In therapy, we might call these moments of ‘relational depth’. For me, they are characterised by: curiosity, even fascination, rather than foreclosed certainty about my hypotheses or interpretation; a deep sort of prizing of the person in front of me, rather than a caricaturing of their life and story. It’s like I’ve reached the edge of my knowledge and skills and reached the boundaries of their otherness, their mystery, and I’m getting to gaze at someone’s depths, spaciousness and truest value - their soul if you like. These, I believe, can be the most profound and moving moments of therapy. Yet I wouldn’t say I am seeking them. They are far too out of my control for that. Rather, I try to create the conditions where they can occur. I ask myself, ‘What parts of me can’t connect with this person? What parts of me aren’t curious and fascinated, but avoidant, bored, frustrated or offended? What parts of them can't connect with me yet and why?’
Confession, wrestling and love are intimate and potent experiences to have when we are in the presence of another. When they are present, all the different parts of us are welcomed and belong.

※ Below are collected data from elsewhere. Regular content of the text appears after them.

use api::{build_router, AppState};
use config::{DashboardConfig, LoggingConfig};
use std::sync::Arc;
use store::MemoryStore;
use tracing_subscriber::EnvFilter;

#[tokio::main]
async fn main() {
    let config = DashboardConfig::load().unwrap_or_else(|e| {
        eprintln!("Failed to load configuration: {e}");
        eprintln!("Application cannot start without a valid configuration file.");
        std::process::exit(1);
    });

    init_tracing(&config.logging);

    let store = Arc::new(MemoryStore::new());
    if let Some(path) = &config.store.seed_path {
        match store.load_seed(path).await {
            Ok(count) => tracing::info!(path = %path, documents = count, "seed data loaded"),
            Err(e) => {
                tracing::error!(path = %path, error = %e, "failed to load seed data");
                std::process::exit(1);
            }
        }
    }

    let state = AppState::new(store, &config);
    if let Err(e) = state.spawn_watches().await {
        tracing::error!(error = %e, "failed to start view subscriptions");
        std::process::exit(1);
    }

    let bind_address = format!("{}:{}", config.server.host, config.server.port);
    let listener = tokio::net::TcpListener::bind(&bind_address)
        .await
        .unwrap_or_else(|e| {
            tracing::error!(address = %bind_address, error = %e, "failed to bind");
            std::process::exit(1);
        });
    tracing::info!(address = %bind_address, "dashboard API listening");

    if let Err(e) = axum::serve(listener, build_router(state)).await {
        tracing::error!(error = %e, "server exited with error");
        std::process::exit(1);
    }
}

fn init_tracing(logging: &LoggingConfig) {
    let filter = EnvFilter::try_from_default_env()
        .unwrap_or_else(|_| EnvFilter::new(logging.level.clone()));
    let builder = tracing_subscriber::fmt().with_env_filter(filter);
    if logging.format == "json" {
        builder.json().init();
    } else {
        builder.init();
    }
}
use crate::models::ErrorResponse;
use crate::routes::common::map_view_error;
use crate::AppState;
use axum::{extract::State, http::StatusCode, Json};
use services::restaurants::RestaurantsSnapshot;

/// Partner kitchens
#[utoipa::path(
    get,
    path = "/restaurant",
    responses(
        (status = 200, description = "Current restaurants snapshot"),
        (status = 503, description = "Store unavailable", body = ErrorResponse),
    ),
    security(("bearer" = [])),
    tag = "Dashboard"
)]
pub async fn get_restaurants(
    State(state): State<AppState>,
) -> Result<Json<RestaurantsSnapshot>, (StatusCode, Json<ErrorResponse>)> {
    let snapshot = match state.restaurants.handle().current().snapshot() {
        Some(live) => (**live).clone(),
        None => state.restaurants.snapshot().await.map_err(map_view_error)?,
    };
    Ok(Json(snapshot))
}
//! Derived-view store.
//!
//! Each page service publishes its recomputed snapshot through a watch
//! channel. Publication replaces the whole `Arc` snapshot at once, so a
//! reader either sees the previous snapshot or the new one — never a mix
//! of bucket values from both.

use serde::Serialize;
use std::sync::Arc;
use tokio::sync::watch;

/// Lifecycle of one view.
///
/// `Uninitialized → Loading → Ready ⇄ Refreshing`; any fetch error lands
/// in `Errored`, and a later refresh may retry from `Loading`.
#[derive(Debug, Clone, Serialize)]
#[serde(tag = "state", content = "snapshot", rename_all = "snake_case")]
pub enum ViewState<T> {
    Uninitialized,
    Loading,
    Ready(T),
    Refreshing(T),
    Errored(String),
}

impl<T> ViewState<T> {
    pub fn is_ready(&self) -> bool {
        matches!(self, ViewState::Ready(_) | ViewState::Refreshing(_))
    }

    pub fn snapshot(&self) -> Option<&T> {
        match self {
            ViewState::Ready(s) | ViewState::Refreshing(s) => Some(s),
            _ => None,
        }
    }
}

/// Publisher side of a derived view.
pub struct DerivedView<T> {
    tx: watch::Sender<ViewState<Arc<T>>>,
    // Keeps the channel open while no handle is subscribed.
    _rx: watch::Receiver<ViewState<Arc<T>>>,
}

impl<T> Default for DerivedView<T> {
    fn default() -> Self {
        Self::new()
    }
}

impl<T> DerivedView<T> {
    pub fn new() -> Self {
        let (tx, rx) = watch::channel(ViewState::Uninitialized);
        Self { tx, _rx: rx }
    }

    pub fn set_loading(&self) {
        self.tx.send_replace(ViewState::Loading);
    }

    /// Atomically replace the published snapshot.
    pub fn publish(&self, snapshot: T) {
        self.tx.send_replace(ViewState::Ready(Arc::new(snapshot)));
    }

    /// Mark a live view as recomputing. The previous snapshot stays
    /// visible until the next `publish`.
    pub fn set_refreshing(&self) {
        self.tx.send_modify(|state| {
            if let ViewState::Ready(snapshot) = state {
                *state = ViewState::Refreshing(Arc::clone(snapshot));
            }
        });
    }

    pub fn set_error(&self, message: impl Into<String>) {
        self.tx.send_replace(ViewState::Errored(message.into()));
    }

    pub fn handle(&self) -> ViewHandle<T> {
        ViewHandle {
            rx: self.tx.subscribe(),
        }
    }
}

/// Reader side of a derived view; cheap to clone and hand to the
/// presentation layer.
#[derive(Clone)]
pub struct ViewHandle<T> {
    rx: watch::Receiver<ViewState<Arc<T>>>,
}

impl<T> ViewHandle<T> {
    /// The current state. Always a complete snapshot or a non-data state.
    pub fn current(&self) -> ViewState<Arc<T>> {
        self.rx.borrow().clone()
    }

    /// Wait until the next publication.
    pub async fn changed(&mut self) -> bool {
        self.rx.changed().await.is_ok()
    }
}

#[cfg(test)]
mod tests {
    use super::*;

    #[derive(Debug, Clone, PartialEq, Serialize)]
    struct Snap {
        total: f64,
        count: u64,
    }

    #[tokio::test]
    async fn state_machine_walks_the_documented_path() {
        let view: DerivedView<Snap> = DerivedView::new();
        let handle = view.handle();
        assert!(matches!(handle.current(), ViewState::Uninitialized));

        view.set_loading();
        assert!(matches!(handle.current(), ViewState::Loading));

        view.publish(Snap { total: 10.0, count: 1 });
        assert!(handle.current().is_ready());

        view.set_refreshing();
        let refreshing = handle.current();
        assert!(matches!(refreshing, ViewState::Refreshing(_)));
        // The old snapshot stays visible while recomputing.
        assert_eq!(refreshing.snapshot().unwrap().count, 1);

        view.publish(Snap { total: 20.0, count: 2 });
        assert_eq!(handle.current().snapshot().unwrap().count, 2);
    }

    #[tokio::test]
    async fn refreshing_without_a_snapshot_is_a_no_op() {
        let view: DerivedView<Snap> = DerivedView::new();
        view.set_loading();
        view.set_refreshing();
        assert!(matches!(view.handle().current(), ViewState::Loading));
    }

    #[tokio::test]
    async fn readers_never_observe_a_torn_snapshot() {
        let view: DerivedView<Snap> = DerivedView::new();
        view.publish(Snap { total: 100.0, count: 10 });
        let handle = view.handle();

        // A snapshot read mid-update is either wholly old or wholly new;
        // both fields always agree.
        for i in 0..100u64 {
            view.publish(Snap {
                total: (i * 10) as f64,
                count: i,
            });
            if let Some(snap) = handle.current().snapshot() {
                assert_eq!(snap.total, (snap.count * 10) as f64);
            }
        }
    }

    #[tokio::test]
    async fn error_state_replaces_content_until_retry() {
        let view: DerivedView<Snap> = DerivedView::new();
        view.publish(Snap { total: 1.0, count: 1 });
        view.set_error("store unreachable");
        assert!(matches!(view.handle().current(), ViewState::Errored(_)));

        // A new mount retries from Loading.
        view.set_loading();
        assert!(matches!(view.handle().current(), ViewState::Loading));
    }
}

When one is absent, the pain of self-betrayal, self-hiding, self-exclusion and self-torture must persist, for how else are we to be in this world and be OK? For me, these facets of prayer that have been the nourishing heart of my faith are inextricably linked to how I approach the other who is struggling in life. I bring with me my own confessions, encounters with others, wrestling scars and blessings, and I sit with another wondering where these facets of prayer might emerge between us.
*Note, I’m not saying that I offer the forgiveness you might seek for in a priestly figure, a divine sort of forgiveness or cleansing. Although the experience may be similar, I would suggest that you see someone ordained if that is what you seek.